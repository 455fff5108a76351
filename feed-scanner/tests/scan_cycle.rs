use async_trait::async_trait;
use classifier_client::TopicClassifier;
use config_store::{analysis_key, ClassificationCache, ConfigStore, MemoryStore, Settings};
use feed_scanner::{
    CycleOutcome, CycleReport, FeedSnapshot, LivenessFlag, ScanContext, ScanLoop, ScoreSource,
    SnapshotDocument, SnapshotNode, VisibilityOutcome,
};
use feedguard_core::{ClassificationResult, ScanConfig, TopicRule};
use serde_json::{json, Value};
use std::collections::HashMap;
use std::sync::atomic::{AtomicUsize, Ordering};
use std::sync::Arc;
use std::time::Duration;
use tokio::sync::mpsc;

/// Answers with canned scores keyed by post text and counts every call.
#[derive(Default)]
struct ScriptedClassifier {
    scores: HashMap<String, Value>,
    panic_on: Option<String>,
    calls: AtomicUsize,
}

impl ScriptedClassifier {
    fn with_scores(scores: &[(&str, Value)]) -> Self {
        Self {
            scores: scores
                .iter()
                .map(|(text, value)| (text.to_string(), value.clone()))
                .collect(),
            ..Default::default()
        }
    }

    fn calls(&self) -> usize {
        self.calls.load(Ordering::SeqCst)
    }
}

#[async_trait]
impl TopicClassifier for ScriptedClassifier {
    async fn classify(&self, text: &str, _credential: &str, _rules: &[TopicRule]) -> ClassificationResult {
        self.calls.fetch_add(1, Ordering::SeqCst);
        if self.panic_on.as_deref() == Some(text) {
            panic!("classifier blew up on {:?}", text);
        }
        self.scores
            .get(text)
            .cloned()
            .and_then(ClassificationResult::from_value)
            .unwrap_or_default()
    }
}

fn post(id: &str, text: &str) -> SnapshotNode {
    SnapshotNode::new("div").attr("data-testid", "cellInnerDiv").child(
        SnapshotNode::new("article")
            .attr("data-testid", "tweet")
            .child(SnapshotNode::new("a").attr("href", format!("/someone/status/{}", id)))
            .child(
                SnapshotNode::new("div")
                    .attr("data-testid", "tweetText")
                    .text(text),
            ),
    )
}

fn page(hostname: &str, posts: Vec<SnapshotNode>) -> Arc<SnapshotDocument> {
    Arc::new(SnapshotDocument::from_snapshot(FeedSnapshot {
        hostname: hostname.to_string(),
        body: posts,
    }))
}

fn feed() -> Arc<SnapshotDocument> {
    page(
        "x.com",
        vec![
            post("1", "election night"),
            post("2", "policy debate recap"),
            post("3", "cat picture"),
            post("4", "everything is terrible"),
        ],
    )
}

fn classifier() -> ScriptedClassifier {
    ScriptedClassifier::with_scores(&[
        ("election night", json!({"politics": 0.95})),
        ("policy debate recap", json!({"politics": 0.5})),
        ("cat picture", json!({})),
        ("everything is terrible", json!({"negativity": 0.95, "politics": 0.1})),
    ])
}

fn rules() -> Vec<TopicRule> {
    vec![
        TopicRule::new("negativity", "overly negative sentiment", 0.9).unwrap(),
        TopicRule::new("politics", "political subjects", 0.8).unwrap(),
    ]
}

fn unthrottled() -> ScanConfig {
    ScanConfig {
        interval_ms: 0,
        reload_delay_ms: 10,
        ..Default::default()
    }
}

async fn configured_store(rules: &[TopicRule], credential: Option<&str>) -> Arc<MemoryStore> {
    let store = Arc::new(MemoryStore::new());
    let settings = Settings::new(store.clone());
    if !rules.is_empty() {
        settings.save_topic_rules(rules).await.unwrap();
    }
    if let Some(credential) = credential {
        settings.set_credential(credential).await.unwrap();
    }
    store
}

fn scan_loop(
    document: Arc<SnapshotDocument>,
    store: Arc<MemoryStore>,
    classifier: Arc<ScriptedClassifier>,
    config: ScanConfig,
) -> ScanLoop {
    ScanLoop::new(ScanContext::new(document, store, classifier, config))
}

fn completed(outcome: CycleOutcome) -> CycleReport {
    match outcome {
        CycleOutcome::Completed(report) => report,
        other => panic!("expected a completed cycle, got {:?}", other),
    }
}

#[tokio::test]
async fn test_hides_posts_exceeding_any_threshold() {
    let document = feed();
    let classifier = Arc::new(classifier());
    let store = configured_store(&rules(), Some("gsk_test")).await;
    let scanner = scan_loop(document.clone(), store, classifier.clone(), unthrottled());

    let report = completed(scanner.run_cycle().await);

    assert_eq!(report.hidden_ids(), vec!["1", "4"]);
    assert_eq!(report.classified(), 4);
    assert_eq!(report.failed, 0);
    assert_eq!(classifier.calls(), 4);
    assert_eq!(document.hidden_nodes().len(), 2);

    let shown: Vec<_> = report
        .outcomes
        .iter()
        .filter(|o| o.visibility == VisibilityOutcome::Shown)
        .map(|o| o.post_id.as_str())
        .collect();
    assert_eq!(shown.len(), 2);
    assert!(shown.contains(&"2"));
    assert!(shown.contains(&"3"));
}

#[tokio::test]
async fn test_results_are_cached_for_the_next_cycle() {
    let document = feed();
    let classifier = Arc::new(classifier());
    let store = configured_store(&rules(), Some("gsk_test")).await;
    let cache = ClassificationCache::new(store.clone());
    let scanner = scan_loop(document.clone(), store, classifier.clone(), unthrottled());

    completed(scanner.run_cycle().await);
    assert_eq!(cache.get("1").await, Some(json!({"politics": 0.95})));
    assert_eq!(cache.get("3").await, Some(json!({})));

    let second = completed(scanner.run_cycle().await);
    assert_eq!(classifier.calls(), 4);
    assert_eq!(second.cached(), 4);
    assert!(second.hidden_ids().is_empty());
    assert_eq!(
        second
            .outcomes
            .iter()
            .filter(|o| o.visibility == VisibilityOutcome::AlreadyHidden)
            .count(),
        2
    );
}

#[tokio::test]
async fn test_cached_result_wins_over_classifier() {
    let document = feed();
    let classifier = Arc::new(classifier());
    let store = configured_store(&rules(), Some("gsk_test")).await;
    store
        .set_one(&analysis_key("2"), json!({"politics": 0.99}))
        .await
        .unwrap();
    let scanner = scan_loop(document, store, classifier.clone(), unthrottled());

    let report = completed(scanner.run_cycle().await);

    assert_eq!(classifier.calls(), 3);
    let second = report.outcomes.iter().find(|o| o.post_id == "2").unwrap();
    assert_eq!(second.source, ScoreSource::Cache);
    assert!(second.visibility.is_hidden());
}

#[tokio::test]
async fn test_malformed_cached_result_is_skipped() {
    let document = feed();
    let store = configured_store(&rules(), Some("gsk_test")).await;
    store
        .set_one(&analysis_key("1"), json!("not a score object"))
        .await
        .unwrap();
    let scanner = scan_loop(document, store, Arc::new(classifier()), unthrottled());

    let report = completed(scanner.run_cycle().await);
    let first = report.outcomes.iter().find(|o| o.post_id == "1").unwrap();
    assert!(matches!(first.visibility, VisibilityOutcome::Skipped(_)));
}

#[tokio::test]
async fn test_empty_rules_short_circuit() {
    let document = feed();
    let classifier = Arc::new(classifier());
    let store = configured_store(&[], Some("gsk_test")).await;
    let scanner = scan_loop(document.clone(), store, classifier.clone(), unthrottled());

    assert_eq!(scanner.run_cycle().await, CycleOutcome::NoRules);
    assert_eq!(classifier.calls(), 0);
    assert!(document.hidden_nodes().is_empty());
}

#[tokio::test]
async fn test_missing_credential_dispatches_nothing() {
    let document = feed();
    let classifier = Arc::new(classifier());
    let store = configured_store(&rules(), None).await;
    let scanner = scan_loop(document.clone(), store, classifier.clone(), unthrottled());

    assert_eq!(scanner.run_cycle().await, CycleOutcome::MissingCredential);
    assert_eq!(classifier.calls(), 0);
    assert!(document.hidden_nodes().is_empty());
}

#[tokio::test]
async fn test_rule_edits_apply_to_the_next_cycle() {
    let document = page("x.com", vec![post("1", "election night")]);
    let classifier = Arc::new(classifier());
    let store = configured_store(&rules(), Some("gsk_test")).await;
    let scanner = scan_loop(document, store.clone(), classifier, unthrottled());

    completed(scanner.run_cycle().await);
    assert_eq!(scanner.rules_snapshot().len(), 2);

    Settings::new(store).remove_topic(0).await.unwrap();
    completed(scanner.run_cycle().await);
    assert_eq!(scanner.rules_snapshot()[0].name, "politics");
    assert_eq!(scanner.rules_snapshot().len(), 1);
}

#[tokio::test]
async fn test_failing_post_does_not_stop_siblings() {
    let document = feed();
    let classifier = Arc::new(ScriptedClassifier {
        panic_on: Some("cat picture".to_string()),
        ..classifier()
    });
    let store = configured_store(&rules(), Some("gsk_test")).await;
    let scanner = scan_loop(document, store, classifier.clone(), unthrottled());

    let report = completed(scanner.run_cycle().await);

    assert_eq!(report.failed, 1);
    assert_eq!(report.outcomes.len(), 3);
    assert_eq!(report.hidden_ids(), vec!["1", "4"]);
    assert_eq!(classifier.calls(), 4);
}

#[tokio::test]
async fn test_interval_guard_blocks_back_to_back_cycles() {
    let store = configured_store(&rules(), Some("gsk_test")).await;
    let classifier = Arc::new(classifier());
    let scanner = scan_loop(feed(), store, classifier.clone(), ScanConfig::default());

    completed(scanner.run_cycle().await);
    assert_eq!(scanner.run_cycle().await, CycleOutcome::RateLimited);
    assert_eq!(classifier.calls(), 4);
}

#[tokio::test]
async fn test_interval_guard_ignores_cycles_that_did_not_dispatch() {
    let store = configured_store(&rules(), None).await;
    let scanner = scan_loop(feed(), store.clone(), Arc::new(classifier()), ScanConfig::default());

    assert_eq!(scanner.run_cycle().await, CycleOutcome::MissingCredential);
    Settings::new(store).set_credential("gsk_test").await.unwrap();
    completed(scanner.run_cycle().await);
}

#[tokio::test]
async fn test_scroll_is_throttled() {
    let store = configured_store(&rules(), Some("gsk_test")).await;
    let classifier = Arc::new(classifier());
    let scanner = scan_loop(feed(), store, classifier.clone(), ScanConfig::default());

    assert!(matches!(
        scanner.on_scroll().await,
        Some(CycleOutcome::Completed(_))
    ));
    for _ in 0..5 {
        assert!(scanner.on_scroll().await.is_none());
    }
    assert_eq!(classifier.calls(), 4);
}

#[tokio::test]
async fn test_other_hosts_are_ignored() {
    let document = page("example.com", vec![post("1", "election night")]);
    let classifier = Arc::new(classifier());
    let store = configured_store(&rules(), Some("gsk_test")).await;
    let scanner = scan_loop(document.clone(), store, classifier.clone(), unthrottled());

    assert!(!scanner.is_target_host());
    assert!(scanner.on_scroll().await.is_none());
    assert_eq!(classifier.calls(), 0);
}

#[tokio::test]
async fn test_twitter_host_is_targeted() {
    let document = page("twitter.com", vec![]);
    let store = configured_store(&rules(), Some("gsk_test")).await;
    let scanner = scan_loop(document, store, Arc::new(classifier()), unthrottled());
    assert!(scanner.is_target_host());
}

#[tokio::test(start_paused = true)]
async fn test_invalidated_host_reloads_instead_of_scanning() {
    let document = feed();
    let classifier = Arc::new(classifier());
    let store = configured_store(&rules(), Some("gsk_test")).await;
    let flag = LivenessFlag::new();
    flag.invalidate();
    let scanner = ScanLoop::new(
        ScanContext::new(document.clone(), store, classifier.clone(), unthrottled())
            .with_liveness(Arc::new(flag)),
    );

    assert!(!scanner.reload_pending());
    assert_eq!(scanner.run_cycle().await, CycleOutcome::HostInvalidated);
    assert_eq!(classifier.calls(), 0);
    assert_eq!(document.reload_count(), 0);
    assert!(scanner.reload_pending());

    tokio::time::sleep(Duration::from_millis(20)).await;
    assert_eq!(document.reload_count(), 1);
}

#[tokio::test(start_paused = true)]
async fn test_repeated_invalidated_cycles_reload_once() {
    let document = feed();
    let store = configured_store(&rules(), Some("gsk_test")).await;
    let flag = LivenessFlag::new();
    flag.invalidate();
    let scanner = ScanLoop::new(
        ScanContext::new(document.clone(), store, Arc::new(classifier()), unthrottled())
            .with_liveness(Arc::new(flag)),
    );

    for _ in 0..5 {
        assert_eq!(scanner.run_cycle().await, CycleOutcome::HostInvalidated);
    }
    tokio::time::sleep(Duration::from_millis(50)).await;
    assert_eq!(scanner.run_cycle().await, CycleOutcome::HostInvalidated);
    tokio::time::sleep(Duration::from_millis(50)).await;

    assert_eq!(document.reload_count(), 1);
}

#[tokio::test]
async fn test_scroll_driver_starts_one_cycle_per_window() {
    let document = feed();
    let classifier = Arc::new(classifier());
    let store = configured_store(&rules(), Some("gsk_test")).await;
    let scanner = scan_loop(document.clone(), store, classifier.clone(), ScanConfig::default());

    let (events, receiver) = mpsc::channel(16);
    let driver = scanner.spawn_scroll_driver(receiver);
    for _ in 0..5 {
        events.send(()).await.unwrap();
    }
    drop(events);

    assert_eq!(driver.await.unwrap(), 1);
    assert_eq!(classifier.calls(), 4);
    assert_eq!(document.hidden_nodes().len(), 2);
}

_Exercise details_:
Each line in the listing above that contains "first" should be copied.

_Exercise solution_:
    let first = report.outcomes.iter().find(|o| o.post_id == "1").unwrap();
    assert!(matches!(first.visibility, VisibilityOutcome::Skipped(_)));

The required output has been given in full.